Quand je le croise, il est intarissable, et je dois abréger la conversation car j’ai du travail « en haut ». Il est fier me dit-il de son portrait. Je lui ai donné comme à tous une copie laser dédicacée.
Monsieur Aïch est très silencieux. Il est content de ma proposition. Son inquiétude sourd de toute son attitude. Il se courbe pour ne pas se faire remarquer. (Ce n’est pas lui qui essaierait de changer le programme télé). Et puis un jour, lorsque je lui demande son prénom, il devient jovial, familier. Sa solitude est une attitude : ne pas se faire remarquer, ne pas prendre de coups. Ne presque pas exister pour survivre.

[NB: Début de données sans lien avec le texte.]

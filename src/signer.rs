use anyhow::Context;
use ed25519_dalek::{Signature, Signer, SigningKey, Verifier, VerifyingKey};
use rand::rngs::OsRng; // 用于生成私钥的安全随机数生成器
use std::fs;
use std::path::Path;

use crate::result::ValidationResult;

/// 修订版签名器
///
/// 服务对每个发布的校验结果修订版签名，拿到公钥的第三方可以离线验签。
pub struct RevisionSigner {
    keypair: SigningKey,
}

impl RevisionSigner {
    /// 随机生成一把新钥匙（测试与临时部署用）
    pub fn generate() -> Self {
        Self {
            keypair: SigningKey::generate(&mut OsRng),
        }
    }

    /// 从文件加载 hex 编码的 32 字节私钥；文件不存在时生成并写入
    pub fn load_or_generate(path: impl AsRef<Path>) -> anyhow::Result<Self> {
        let path = path.as_ref();
        if path.exists() {
            let raw = fs::read_to_string(path)
                .with_context(|| format!("reading signing key {}", path.display()))?;
            let bytes: [u8; 32] = hex::decode(raw.trim())
                .context("signing key is not valid hex")?
                .try_into()
                .map_err(|_| anyhow::anyhow!("signing key must be 32 bytes"))?;
            tracing::info!(path = %path.display(), "loaded signing key");
            return Ok(Self {
                keypair: SigningKey::from_bytes(&bytes),
            });
        }

        let signer = Self::generate();
        if let Some(parent) = path.parent().filter(|p| !p.as_os_str().is_empty()) {
            fs::create_dir_all(parent)?;
        }
        fs::write(path, hex::encode(signer.keypair.to_bytes()))
            .with_context(|| format!("writing signing key {}", path.display()))?;
        tracing::warn!(path = %path.display(), "no signing key found, generated a new one");
        Ok(signer)
    }

    /// 公钥（分发给审计方验签）
    pub fn public_key(&self) -> VerifyingKey {
        self.keypair.verifying_key()
    }

    /// 对修订版的 JSON 编码签名，返回 64 字节 Ed25519 签名
    pub fn sign(&self, result: &ValidationResult) -> anyhow::Result<Signature> {
        let payload = serde_json::to_vec(result)?;
        Ok(self.keypair.sign(&payload))
    }

    /// 静态验证函数（给外部验证者使用）
    pub fn verify(
        verification_key: &VerifyingKey,
        result: &ValidationResult,
        signature: &Signature,
    ) -> anyhow::Result<bool> {
        let payload = serde_json::to_vec(result)?;
        Ok(verification_key.verify(&payload, signature).is_ok())
    }
}
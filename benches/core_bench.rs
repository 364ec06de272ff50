use chrono::Utc;
use criterion::{criterion_group, criterion_main, Criterion};
use digitrust_core::{
    address::{Address, Consent},
    aggregate::aggregate,
    engine::{ScoringEngine, Submission},
    evidence::{EvidenceRecord, EvidenceType},
    fraud::RiskLevel,
    result::AdminReviewAction,
    router::{route, RoutingInput, RoutingPolicy},
    store::{RequestMeta, ResultStore},
};
use std::hint::black_box;

fn sample_evidence() -> Vec<EvidenceRecord> {
    [
        (EvidenceType::Geo, 70.0, 0.5),
        (EvidenceType::Temporal, 55.0, 0.3),
        (EvidenceType::Iot, 48.0, 0.2),
        (EvidenceType::Doc, 80.0, 0.4),
        (EvidenceType::Crowd, 35.0, 0.1),
        (EvidenceType::Linguistic, 62.0, 0.2),
    ]
    .into_iter()
    .map(|(kind, score, weight)| EvidenceRecord::new(kind, score, weight).unwrap())
    .collect()
}

fn bench_aggregate(c: &mut Criterion) {
    let evidence = sample_evidence();
    c.bench_function("aggregate_weighted_mean", |b| {
        b.iter(|| aggregate(black_box(&evidence)).unwrap())
    });
}

fn bench_route(c: &mut Criterion) {
    let policy = RoutingPolicy::default();
    let input = RoutingInput {
        acs: 52.0,
        fraud_level: Some(RiskLevel::Medium),
        position_confidence_meters: Some(120.0),
    };
    c.bench_function("route_escalation", |b| {
        b.iter(|| route(black_box(&input), &policy))
    });
}

fn bench_evaluate(c: &mut Criterion) {
    let engine = ScoringEngine::default();
    let now = Utc::now();
    let deliveries: Vec<_> = (0..8).map(|d| now - chrono::Duration::days(d * 9)).collect();

    c.bench_function("evaluate_submission", |b| {
        b.iter(|| {
            let submission = Submission {
                evidence: sample_evidence(),
                position_confidence_meters: Some(90.0),
                deliveries: deliveries.clone(),
                ..Default::default()
            };
            engine.evaluate("vr_bench", submission, now).unwrap()
        })
    });
}

fn bench_supersede(c: &mut Criterion) {
    // 临时库，进程退出即删除
    let store = ResultStore::temporary().unwrap();
    let engine = ScoringEngine::default();
    let now = Utc::now();
    let initial = engine
        .evaluate(
            "vr_bench",
            Submission {
                evidence: sample_evidence(),
                ..Default::default()
            },
            now,
        )
        .unwrap();
    let meta = RequestMeta {
        request_id: "vr_bench".to_string(),
        subject_id: "bench".to_string(),
        address: Address::default(),
        consent: Consent {
            purpose: "kyc".to_string(),
            validity_days: 365,
        },
        created_at: now,
    };
    store.publish(&meta, &initial).unwrap();

    let action = AdminReviewAction {
        request_id: "vr_bench".to_string(),
        admin_id: "bench".to_string(),
        postman_confirmed: true,
        ..Default::default()
    };

    c.bench_function("store_supersede_revision", |b| {
        b.iter(|| {
            store
                .supersede("vr_bench", |prev| engine.apply_review(prev, &action, Utc::now()))
                .unwrap()
        })
    });
}

criterion_group!(benches, bench_aggregate, bench_route, bench_evaluate, bench_supersede);
criterion_main!(benches);
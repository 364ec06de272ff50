use chrono::Utc;
use digitrust_core::{
    aggregate::aggregate,
    classify::{classify, VlBands},
    engine::{ScoringEngine, Submission},
    evidence::{EvidenceRecord, EvidenceType},
    fraud::RiskLevel,
    result::AdminReviewAction,
    router::{route, EscalationPath, RoutingInput, RoutingPolicy},
};
use proptest::prelude::*;

fn record() -> impl Strategy<Value = EvidenceRecord> {
    (
        prop::sample::select(EvidenceType::ALL.to_vec()),
        0.0f64..=100.0,
        0.01f64..=1.0,
    )
        .prop_map(|(kind, score, weight)| EvidenceRecord::new(kind, score, weight).unwrap())
}

fn evidence() -> impl Strategy<Value = Vec<EvidenceRecord>> {
    prop::collection::vec(record(), 1..12)
}

fn risk() -> impl Strategy<Value = Option<RiskLevel>> {
    prop::option::of(prop::sample::select(vec![
        RiskLevel::Low,
        RiskLevel::Medium,
        RiskLevel::High,
    ]))
}

proptest! {
    #[test]
    fn aggregate_is_the_weighted_mean(evidence in evidence()) {
        let acs = aggregate(&evidence).unwrap();
        let num: f64 = evidence.iter().map(|e| e.score * e.weight).sum();
        let den: f64 = evidence.iter().map(|e| e.weight).sum();
        prop_assert!((acs - num / den).abs() < 1e-9);

        let lo = evidence.iter().map(|e| e.score).fold(f64::INFINITY, f64::min);
        let hi = evidence.iter().map(|e| e.score).fold(f64::NEG_INFINITY, f64::max);
        prop_assert!(acs >= lo - 1e-9 && acs <= hi + 1e-9);
    }

    #[test]
    fn aggregate_ignores_order_and_uniform_scaling(evidence in evidence(), factor in 0.1f64..=1.0) {
        let acs = aggregate(&evidence).unwrap();

        let mut reversed = evidence.clone();
        reversed.reverse();
        prop_assert!((aggregate(&reversed).unwrap() - acs).abs() < 1e-9);

        let scaled: Vec<_> = evidence
            .iter()
            .map(|e| EvidenceRecord::new(e.kind, e.score, e.weight * factor).unwrap())
            .collect();
        prop_assert!((aggregate(&scaled).unwrap() - acs).abs() < 1e-9);
    }

    #[test]
    fn classification_is_monotone(a in 0.0f64..=100.0, b in 0.0f64..=100.0) {
        let bands = VlBands::default();
        let (lo, hi) = if a <= b { (a, b) } else { (b, a) };
        prop_assert!(classify(lo, &bands) <= classify(hi, &bands));
    }

    #[test]
    fn high_fraud_always_goes_to_fraud_queue(
        acs in 0.0f64..=100.0,
        radius in prop::option::of(1.0f64..1000.0),
    ) {
        let input = RoutingInput {
            acs,
            fraud_level: Some(RiskLevel::High),
            position_confidence_meters: radius,
        };
        prop_assert_eq!(route(&input, &RoutingPolicy::default()), EscalationPath::FraudQueue);
    }

    #[test]
    fn auto_token_needs_the_threshold(
        acs in 0.0f64..=100.0,
        fraud in risk(),
        radius in prop::option::of(1.0f64..1000.0),
    ) {
        let policy = RoutingPolicy::default();
        let input = RoutingInput { acs, fraud_level: fraud, position_confidence_meters: radius };
        let path = route(&input, &policy);
        if path == EscalationPath::AutoToken {
            prop_assert!(acs >= policy.token_threshold);
            prop_assert_ne!(fraud, Some(RiskLevel::High));
        }
        if path == EscalationPath::PostmanQueue {
            prop_assert!(acs < policy.crowd_min_acs);
        }
    }

    #[test]
    fn repeating_a_review_changes_nothing_but_the_revision(
        evidence in evidence(),
        postman in any::<bool>(),
        delivery in any::<bool>(),
    ) {
        let engine = ScoringEngine::default();
        let now = Utc::now();
        let initial = engine
            .evaluate("vr_prop", Submission { evidence, ..Default::default() }, now)
            .unwrap();
        let action = AdminReviewAction {
            request_id: "vr_prop".into(),
            admin_id: "adm".into(),
            postman_confirmed: postman,
            delivery_confirmed: delivery,
            ..Default::default()
        };

        let once = engine.apply_review(&initial, &action, now).unwrap();
        let twice = engine.apply_review(&once, &action, now).unwrap();
        prop_assert_eq!(twice.revision, initial.revision + 2);
        prop_assert_eq!(once.acs, twice.acs);
        prop_assert_eq!(once.vl, twice.vl);
        prop_assert_eq!(once.escalation_path, twice.escalation_path);
        prop_assert_eq!(once.token_available, twice.token_available);
        prop_assert!(once.acs <= 100.0);
        prop_assert!(once.acs >= initial.acs);
    }
}
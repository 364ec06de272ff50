//! 派生信号
//!
//! 这两类证据不依赖外部数据源，可以由核心从已有输入直接算出：
//! - 时间衰减 (`temporal_decay`)：投递记录的指数衰减分，同时检测投递频率异常
//! - 交叉验证 (`cross_corpus`)：五类核心信号彼此是否一致

use chrono::{DateTime, Utc};

use crate::evidence::{self, EvidenceRecord, EvidenceType};
use crate::fraud::{EXCESSIVE_VELOCITY_7D, SUSPICIOUS_VELOCITY_1D};

/// 时间衰减的计算结果
#[derive(Debug, Clone, PartialEq)]
pub struct TemporalDecay {
    pub score: f64,
    pub decay_score: f64,
    pub fraud_adjustment: f64,
    pub suspicious_patterns: Vec<String>,
    pub velocity_7d: usize,
    pub velocity_1d: usize,
}

/// 对投递时间序列打分
///
/// 每次投递贡献 `20 * 0.9^age_days`，总分封顶 100。
/// 7 天内 >= 10 次、1 天内 >= 5 次视为刷单，分别扣 30 / 40（后者覆盖前者）。
/// 没有投递记录时返回 `None`。
pub fn temporal_decay(deliveries: &[DateTime<Utc>], now: DateTime<Utc>) -> Option<TemporalDecay> {
    if deliveries.is_empty() {
        return None;
    }

    let ages: Vec<i64> = deliveries
        .iter()
        .map(|d| (now - *d).num_days().max(0))
        .collect();

    let decay_score = ages
        .iter()
        .map(|age| 20.0 * 0.9_f64.powi(*age as i32))
        .sum::<f64>()
        .min(100.0);

    let velocity_7d = ages.iter().filter(|age| **age <= 7).count();
    let velocity_1d = ages.iter().filter(|age| **age <= 1).count();

    let mut fraud_adjustment = 0.0;
    let mut suspicious_patterns = Vec::new();
    if velocity_7d >= 10 {
        fraud_adjustment = -30.0;
        suspicious_patterns.push(EXCESSIVE_VELOCITY_7D.to_string());
    }
    if velocity_1d >= 5 {
        fraud_adjustment = -40.0;
        suspicious_patterns.push(SUSPICIOUS_VELOCITY_1D.to_string());
    }

    Some(TemporalDecay {
        score: (decay_score + fraud_adjustment).max(0.0),
        decay_score,
        fraud_adjustment,
        suspicious_patterns,
        velocity_7d,
        velocity_1d,
    })
}

impl TemporalDecay {
    pub fn into_record(self, weight: f64) -> EvidenceRecord {
        EvidenceRecord {
            kind: EvidenceType::TemporalDecay,
            score: self.score,
            weight,
            details: serde_json::json!({
                "method": "temporal_decay",
                "decay_score": self.decay_score,
                "fraud_adjustment": self.fraud_adjustment,
                "suspicious_patterns": self.suspicious_patterns,
                "velocity_7d": self.velocity_7d,
                "velocity_1d": self.velocity_1d,
            }),
        }
    }
}

/// 交叉验证一致度
///
/// 五类核心信号（缺失按 0 计）的标准差越小越一致：`100 - 2.5 * stddev`。
/// 有 4 类以上 >= 70 加 20 分，3 类加 10 分，封顶 100。
/// 在场的核心信号少于两类时没有意义，返回 `None`。
pub fn cross_corpus(evidence: &[EvidenceRecord]) -> Option<f64> {
    let present = EvidenceType::CORE
        .iter()
        .filter(|kind| evidence::find(evidence, **kind).is_some())
        .count();
    if present < 2 {
        return None;
    }

    let scores: Vec<f64> = EvidenceType::CORE
        .iter()
        .map(|kind| evidence::find(evidence, *kind).map_or(0.0, |e| e.score))
        .collect();

    let n = scores.len() as f64;
    let mean = scores.iter().sum::<f64>() / n;
    let variance = scores.iter().map(|s| (s - mean).powi(2)).sum::<f64>() / n;
    let std_dev = variance.sqrt();

    let mut agreement = (100.0 - std_dev * 2.5).max(0.0);
    let strong = scores.iter().filter(|s| **s >= 70.0).count();
    if strong >= 4 {
        agreement += 20.0;
    } else if strong >= 3 {
        agreement += 10.0;
    }

    Some(agreement.min(100.0))
}

pub fn cross_corpus_record(score: f64, weight: f64) -> EvidenceRecord {
    EvidenceRecord {
        kind: EvidenceType::CrossCorpus,
        score,
        weight,
        details: serde_json::json!({ "method": "cross_corpus_validation" }),
    }
}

Marianne est très « fleur bleue », sa vie est très dure, mais elle ne croit qu’en la rencontre passionnelle. La deuxième fois que je la dessine, elle est totalement absorbée par « Les feux de l’amour ». Marianne a une grande cicatrice sur la joue gauche : un coup de cutter il y a 5 ans qui ne lui était pas destiné. Elle est sortie cet après-midi avec Ghislaine. Elles ont pas mal bu. Elle me demande des cigarettes et pose, malgré les plaisanteries et quolibets de Momo et Marc, revenus entre temps. Tout le monde est devant la télévision, l’excitation est générale.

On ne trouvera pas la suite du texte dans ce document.